アッシャー・カウフマン、ジョン・M・リーガン・ジュニアノートルダム大学クロック国際平和研究所所長
アサド政権はロシアにとって戦略的資産であり、プーチン大統領はアサド政権を支援し、シリアでの立場を失うのを防ぐためにできる限りのことをしようとするだろう。
内戦の真っ最中、アサド政権はヒズボラ、イラン、ロシアの介入によって救われた。対イスラエル戦争後、ヒズボラは大幅に弱体化しており、アサド支援への介入はイランとロシアに委ねられることになる。
ロシアは政権を支援するために軍事資産の一部をシリアに転用する必要がある可能性があるため、対ウクライナ戦争に関する優先事項を検討する必要があるだろう。
内戦と同様に、アサドへの支援の多くは空軍を通じて行うことができ、これはウクライナにおけるロシアの軍事展開を大きく損なうことなく依然として可能である。

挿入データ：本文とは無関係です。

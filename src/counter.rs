//! Strong-count atomics.

use std::sync::atomic::{self, AtomicU16, AtomicU32, AtomicU64, AtomicU8, Ordering};

/// An atomic strong-reference counter.
///
/// Every handle instantiation picks a counter width through this trait. The width bounds the
/// number of handles that can share one allocation, so it should be chosen from the expected
/// fan-out: the default of `AtomicU8` assumes few simultaneous handles per object, which keeps the
/// control block small. Wider counters trade a few bytes per allocation for more headroom.
///
/// Exceeding the width is a programming error. Debug builds assert on an increment of a saturated
/// counter; release builds wrap, with all the consequences that has for a reference count.
pub trait Counter: Send + Sync + 'static {
    /// Create a counter with an initial count of one.
    fn one() -> Self;

    /// Increment the count, registering one more handle.
    fn increment(&self);

    /// Decrement the count, unregistering a handle.
    ///
    /// Returns `true` when this was the last handle. The decrement releases, and the zero case
    /// acquires, so the thread observing zero sees every write made through the other handles
    /// before it tears the object down.
    fn decrement(&self) -> bool;

    /// Read the current count.
    fn get(&self) -> usize;
}

macro_rules! counter {
    ($($atomic:ty => $raw:ty,)*) => {
        $(
            impl Counter for $atomic {
                #[inline]
                fn one() -> Self {
                    <$atomic>::new(1)
                }

                #[inline]
                fn increment(&self) {
                    // Relaxed suffices: the thread already holds a handle, so the count cannot
                    // concurrently reach zero.
                    let prev = self.fetch_add(1, Ordering::Relaxed);
                    debug_assert!(
                        prev != <$raw>::MAX,
                        "reference counter saturated; pick a wider counter for this handle"
                    );
                }

                #[inline]
                fn decrement(&self) -> bool {
                    if self.fetch_sub(1, Ordering::Release) == 1 {
                        // Pair with the releases of the other decrements, so the destruction
                        // observes a quiescent object.
                        atomic::fence(Ordering::Acquire);
                        true
                    } else {
                        false
                    }
                }

                #[inline]
                fn get(&self) -> usize {
                    self.load(Ordering::Acquire) as usize
                }
            }
        )*
    };
}

counter! {
    AtomicU8 => u8,
    AtomicU16 => u16,
    AtomicU32 => u32,
    AtomicU64 => u64,
}

#[cfg(test)]
mod tests {
    use super::*;

    #[test]
    fn starts_at_one() {
        assert_eq!(Counter::get(&AtomicU8::one()), 1);
        assert_eq!(Counter::get(&AtomicU16::one()), 1);
        assert_eq!(Counter::get(&AtomicU32::one()), 1);
        assert_eq!(Counter::get(&AtomicU64::one()), 1);
    }

    #[test]
    fn increment_decrement_balances() {
        let counter = AtomicU32::one();
        for _ in 0..100 {
            counter.increment();
        }
        assert_eq!(Counter::get(&counter), 101);

        for _ in 0..100 {
            assert!(!counter.decrement());
        }
        assert_eq!(Counter::get(&counter), 1);
        assert!(counter.decrement());
    }

    #[test]
    fn only_last_decrement_reports_zero() {
        let counter = AtomicU16::one();
        counter.increment();
        counter.increment();

        assert!(!counter.decrement());
        assert!(!counter.decrement());
        assert!(counter.decrement());
    }

    #[cfg(debug_assertions)]
    #[test]
    #[should_panic]
    fn debug_saturation() {
        let counter = AtomicU8::one();
        for _ in 0..u8::MAX {
            counter.increment();
        }
    }
}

プーチン大統領は、米国の新政権発足後、ウクライナで大きな政治的利益を得ることを期待し、トランプ大統領に期待している。現時点で同氏は、アサド支援のためにロシア軍の一部をシリアに転用できると考えているのかもしれない。
要するに、ロシアは、これが優先事項であると判断すれば、アサドを支援することができ、したがってこの目的に多額の軍事資源を投資する用意があるということだ。
スティーブン・ハイデマン、ジャネット・W・ケッチャム 1953年 中東研究教授、スミス大学中東研究プログラムディレクター
反政府勢力が1キロ進むごとに、アサド大統領の将来はますます不確実になっている。
ロシアは政権の完全な崩壊を防ぎ、ダマスカスとその周辺での支配を維持することができる。しかし、反政府勢力が11月27日以前の戦線に押し戻せる可能性は低いと思われる。
シリアにおけるロシアの航空資産は枯渇しており、政権軍は混乱しており、イランもヒズボラも反政府勢力の勢いを阻止するために必要な地上軍を召集することができそうにない。
ロシアは間もなく、アサド大統領を追放し、彼に代わる人物と反政府勢力との合意を仲介しようとすることが自国の利益に最も適していると判断するだろう。